In 1972, Bill and his sons built the family’s cabin in the mountains of Island Park, Idaho, and it became the family’s weekend playground for water skiing in the summer and snowmobiling in the winter. Norma was a constant, sunny presence on the shore of Hebgen Lake as the kids water skied, offering a towel as they returned from the water and handing out sandwiches and soft drinks. But she never went on the boat or in the water, as that would have ruined her hair for church the next day. (Yes, you read that right.) She was a skilled and tenaciously competitive Pinochle player, and during a “friendly" game of spoons she was known to dive onto the table and wrestle the spoon from whatever grip was also claiming it.
Years flew by and her children grew and left home, but the nest did not long remain empty as grandchildren began to arrive in waves. By 1980, Norma and Bill had moved into a new home in Rexburg, Idaho, and it became the family seat for three generations of Turnbulls. By all appearances, Norma enjoyed being a grandmother as much as she did motherhood. If all the photographs of Norma reading bedtime stories to the grandchildren could be assembled, they would easily paper the walls of that home. In 1985, Bill and Norma sold the business and retired, moved to a townhouse in Idaho Falls, bought a second home in St. George, Utah, for the winter months, and lavished their attention on the grandchildren. In 1998, the couple fulfilled the lifelong dream of serving a mission in Nauvoo, Illinois. They also toured Europe, and Norma was enthralled at visiting the homelands of the great musicians and authors — Mozart, Beethoven, Bach, Hugo, the Brontë sisters — that had so deeply inspired her.
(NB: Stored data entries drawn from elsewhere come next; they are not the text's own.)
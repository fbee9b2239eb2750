//! Full-screen lightbox overlay

use iced::widget::{
    button, column, container, image, mouse_area, opaque, row, stack, text, Row,
};
use iced::{Alignment, Background, Color, ContentFit, Element, Length, Theme};

use super::ImageStore;
use crate::state::lightbox::{Lightbox, LightboxTarget};
use crate::state::page::PageEvent;
use crate::state::viewport::Viewport;

const BACKDROP: Color = Color {
    r: 0.0,
    g: 0.0,
    b: 0.0,
    a: 0.9,
};

fn click(target: LightboxTarget) -> PageEvent {
    PageEvent::Lightbox(target)
}

/// Nothing is rendered until the first open, nor while closed
pub fn view<'a>(
    lightbox: &'a Lightbox,
    viewport: &Viewport,
    store: &ImageStore,
) -> Option<Element<'a, PageEvent>> {
    if !lightbox.is_created() || !lightbox.is_active() {
        return None;
    }
    let current = lightbox.current()?;

    let width = viewport.width().max(0.0) as u32;
    let picture = mouse_area(
        image(store.handle_for(current.best_source(width)))
            .width(Length::Fill)
            .height(Length::Fill)
            .content_fit(ContentFit::Contain),
    )
    .on_press(click(LightboxTarget::Image));

    let close = button(text("✕").size(24))
        .on_press(click(LightboxTarget::CloseButton))
        .style(button::text);

    let stage: Element<'a, PageEvent> = if lightbox.controls_visible() {
        row![
            button(text("‹").size(40))
                .on_press(click(LightboxTarget::Prev))
                .style(button::text),
            picture,
            button(text("›").size(40))
                .on_press(click(LightboxTarget::Next))
                .style(button::text),
        ]
        .align_y(Alignment::Center)
        .into()
    } else {
        picture.into()
    };

    let dots = Row::with_children(lightbox.dot_states().into_iter().enumerate().map(
        |(i, active)| {
            button(text(if active { "●" } else { "○" }))
                .on_press(click(LightboxTarget::Dot(i)))
                .style(button::text)
                .into()
        },
    ))
    .spacing(6);

    let caption = text(current.alt.as_str()).size(14);

    // Presses anywhere inside the children stop here; only the container's
    // own padding reaches the dismiss handler
    let children = opaque(
        column![
            container(close).align_right(Length::Fill),
            stage,
            caption,
            dots
        ]
        .spacing(8)
        .align_x(Alignment::Center),
    );

    let content = mouse_area(
        container(children)
            .padding(16)
            .max_width(viewport.width() * 0.9),
    )
    .on_press(click(LightboxTarget::Content));

    let backdrop = mouse_area(
        container(column![])
            .width(Length::Fill)
            .height(Length::Fill)
            .style(|_theme: &Theme| container::Style {
                background: Some(Background::Color(BACKDROP)),
                ..container::Style::default()
            }),
    )
    .on_press(click(LightboxTarget::Backdrop));

    Some(stack![backdrop, container(content).center(Length::Fill)].into())
}
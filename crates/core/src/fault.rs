// SPDX-License-Identifier: BUSL-1.1
// Copyright (c) 2026 Alfred Jean LLC

//! The fault type business code raises

use crate::code::ResultCode;
use crate::status::Fault;
use serde_json::Value;
use std::error::Error;
use std::fmt;

/// A raw fault as it propagates through the dispatch pipeline
pub type RawError = Box<dyn Error + Send + Sync + 'static>;

/// A business fault bound to a specific result code.
///
/// Business modules pre-declare their recoverable conditions as named
/// constructors returning this type. The dispatcher intercepts it at the
/// call boundary, rolls back the open transaction scope, and translates
/// it into a fault response.
#[derive(Debug)]
pub struct ServiceError {
    fault: Fault,
    source: Option<RawError>,
}

impl ServiceError {
    /// Create a fault carrying an error- or fatal-tier code.
    ///
    /// Raising a non-fault code is a defect in the raising module and
    /// degrades to the unhandled fatal code.
    pub fn new(code: ResultCode) -> ServiceError {
        let fault = match Fault::new(code) {
            Ok(fault) => fault,
            Err(err) => {
                tracing::error!(code = code.value(), error = %err, "non-fault code raised as fault");
                Fault::unhandled()
            }
        };
        ServiceError {
            fault,
            source: None,
        }
    }

    /// Append a positional message parameter
    pub fn with_param(self, param: impl ToString) -> ServiceError {
        ServiceError {
            fault: self.fault.with_param(param),
            source: self.source,
        }
    }

    /// Attach an opaque machine-readable payload
    pub fn with_extra(self, extra: Value) -> ServiceError {
        ServiceError {
            fault: self.fault.with_extra(extra),
            source: self.source,
        }
    }

    /// Preserve the underlying cause for logging
    pub fn with_source(mut self, source: impl Into<RawError>) -> ServiceError {
        self.source = Some(source.into());
        self
    }

    pub fn fault(&self) -> &Fault {
        &self.fault
    }

    /// Consume into the fault status shape
    pub fn into_fault(self) -> Fault {
        self.fault
    }
}

impl fmt::Display for ServiceError {
    fn fmt(&self, f: &mut fmt::Formatter<'_>) -> fmt::Result {
        write!(f, "fault {}", self.fault.code())?;
        if !self.fault.params().is_empty() {
            write!(f, " [{}]", self.fault.params().join(", "))?;
        }
        Ok(())
    }
}

impl Error for ServiceError {
    fn source(&self) -> Option<&(dyn Error + 'static)> {
        self.source
            .as_ref()
            .map(|source| &**source as &(dyn Error + 'static))
    }
}

impl From<Fault> for ServiceError {
    fn from(fault: Fault) -> ServiceError {
        ServiceError {
            fault,
            source: None,
        }
    }
}

#[cfg(test)]
#[path = "fault_tests.rs"]
mod tests;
After Bill’s passing in 2002, Norma moved to Salt Lake City and immediately formed a circle of treasured friends. She lived across the street from Temple Square in the Gateway Apartments until 2017, when she moved to The Abbington assisted living facility in Holladay, Utah. When COVID-19 restrictions led to her isolation from family, her children moved her to a senior living community in Meridian, Idaho, with 24-hour home health aids, who were her guardian angels for her remaining months. A faithful Latter-Day Saint to the end, Norma even tried to convert a couple of them to the faith. Her final months were spent in the loving embrace of her family.
She is survived by her younger brother, Ronald; her children, grandchildren, and great-grandchildren. Due to the pandemic, she will be laid to rest by her children in a graveside service.
Services will be held at 2:00 p.m. Saturday, October 17, 2020, at Ammon Cemetery.